- _EXERCISE PROMPT_:
Give only a number in reply. It should be how many lines in the records contain the string "UnknownStat".

Source data:
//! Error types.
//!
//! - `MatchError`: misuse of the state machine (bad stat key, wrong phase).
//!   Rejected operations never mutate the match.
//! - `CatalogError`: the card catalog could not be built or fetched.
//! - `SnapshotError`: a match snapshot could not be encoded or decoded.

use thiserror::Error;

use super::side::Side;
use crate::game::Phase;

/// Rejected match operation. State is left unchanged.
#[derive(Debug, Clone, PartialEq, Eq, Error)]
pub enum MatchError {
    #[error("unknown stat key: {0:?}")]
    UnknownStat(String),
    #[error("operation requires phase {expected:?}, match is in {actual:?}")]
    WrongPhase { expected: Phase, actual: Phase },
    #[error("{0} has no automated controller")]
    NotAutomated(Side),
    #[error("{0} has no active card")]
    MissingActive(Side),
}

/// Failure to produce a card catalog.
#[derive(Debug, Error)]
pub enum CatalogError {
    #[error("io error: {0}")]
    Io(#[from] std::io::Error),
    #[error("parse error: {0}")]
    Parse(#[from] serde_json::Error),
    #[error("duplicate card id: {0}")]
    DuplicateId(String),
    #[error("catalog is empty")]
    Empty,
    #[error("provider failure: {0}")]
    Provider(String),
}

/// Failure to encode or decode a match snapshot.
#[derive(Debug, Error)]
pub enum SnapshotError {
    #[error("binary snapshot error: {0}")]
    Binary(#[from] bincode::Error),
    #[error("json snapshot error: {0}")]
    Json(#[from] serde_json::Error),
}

==

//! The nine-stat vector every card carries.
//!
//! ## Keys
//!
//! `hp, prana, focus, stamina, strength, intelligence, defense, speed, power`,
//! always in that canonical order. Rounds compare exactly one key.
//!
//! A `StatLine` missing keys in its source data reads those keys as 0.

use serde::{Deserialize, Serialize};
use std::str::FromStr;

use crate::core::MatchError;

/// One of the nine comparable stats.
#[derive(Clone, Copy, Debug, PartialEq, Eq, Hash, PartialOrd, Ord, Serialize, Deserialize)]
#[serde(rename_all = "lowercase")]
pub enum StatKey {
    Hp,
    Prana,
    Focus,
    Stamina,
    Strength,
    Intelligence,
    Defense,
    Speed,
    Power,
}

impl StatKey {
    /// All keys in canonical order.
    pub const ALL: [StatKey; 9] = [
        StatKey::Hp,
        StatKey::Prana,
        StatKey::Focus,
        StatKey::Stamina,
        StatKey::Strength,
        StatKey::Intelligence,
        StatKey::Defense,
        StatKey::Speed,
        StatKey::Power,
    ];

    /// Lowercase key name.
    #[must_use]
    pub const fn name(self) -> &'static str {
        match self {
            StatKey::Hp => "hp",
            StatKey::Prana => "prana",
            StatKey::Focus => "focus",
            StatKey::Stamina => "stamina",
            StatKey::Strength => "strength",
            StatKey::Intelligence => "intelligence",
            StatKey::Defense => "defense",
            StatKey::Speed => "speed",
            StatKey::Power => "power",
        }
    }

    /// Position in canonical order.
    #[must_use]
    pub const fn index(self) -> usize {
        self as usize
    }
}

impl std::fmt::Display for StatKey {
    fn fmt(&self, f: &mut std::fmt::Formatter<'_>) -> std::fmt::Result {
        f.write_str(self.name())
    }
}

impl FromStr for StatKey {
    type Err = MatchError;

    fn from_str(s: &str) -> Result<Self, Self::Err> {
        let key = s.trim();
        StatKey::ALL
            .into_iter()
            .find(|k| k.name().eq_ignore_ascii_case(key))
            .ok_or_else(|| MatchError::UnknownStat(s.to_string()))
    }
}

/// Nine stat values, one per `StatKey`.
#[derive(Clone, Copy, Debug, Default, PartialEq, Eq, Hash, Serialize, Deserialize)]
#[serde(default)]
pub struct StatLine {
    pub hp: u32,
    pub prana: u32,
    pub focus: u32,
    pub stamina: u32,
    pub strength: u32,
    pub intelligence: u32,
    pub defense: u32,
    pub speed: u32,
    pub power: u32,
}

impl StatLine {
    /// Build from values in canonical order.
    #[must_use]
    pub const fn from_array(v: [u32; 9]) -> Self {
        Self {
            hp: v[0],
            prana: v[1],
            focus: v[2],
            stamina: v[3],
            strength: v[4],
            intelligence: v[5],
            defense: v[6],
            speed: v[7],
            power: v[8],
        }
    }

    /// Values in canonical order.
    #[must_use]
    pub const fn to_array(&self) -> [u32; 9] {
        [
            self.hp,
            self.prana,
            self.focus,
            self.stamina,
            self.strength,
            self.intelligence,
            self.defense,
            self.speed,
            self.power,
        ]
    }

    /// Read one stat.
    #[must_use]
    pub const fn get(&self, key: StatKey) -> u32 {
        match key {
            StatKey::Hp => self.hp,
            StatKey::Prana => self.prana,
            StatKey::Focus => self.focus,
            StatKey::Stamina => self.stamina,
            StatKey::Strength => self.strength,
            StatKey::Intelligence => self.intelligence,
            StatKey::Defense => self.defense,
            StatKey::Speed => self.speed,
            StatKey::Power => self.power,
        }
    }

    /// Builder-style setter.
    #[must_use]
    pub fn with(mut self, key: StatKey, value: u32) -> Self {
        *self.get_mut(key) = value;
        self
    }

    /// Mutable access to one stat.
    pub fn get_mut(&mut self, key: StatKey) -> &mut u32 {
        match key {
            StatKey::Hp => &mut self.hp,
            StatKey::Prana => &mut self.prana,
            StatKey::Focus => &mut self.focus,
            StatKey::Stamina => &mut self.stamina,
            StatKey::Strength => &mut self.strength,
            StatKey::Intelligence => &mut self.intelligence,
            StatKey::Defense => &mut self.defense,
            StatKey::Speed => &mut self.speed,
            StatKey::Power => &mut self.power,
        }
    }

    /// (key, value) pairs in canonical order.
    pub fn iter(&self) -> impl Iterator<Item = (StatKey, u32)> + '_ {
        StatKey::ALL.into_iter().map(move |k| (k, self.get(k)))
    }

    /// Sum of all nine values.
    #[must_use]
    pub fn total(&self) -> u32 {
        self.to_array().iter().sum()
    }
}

- _RESPONSE BELOW_:
2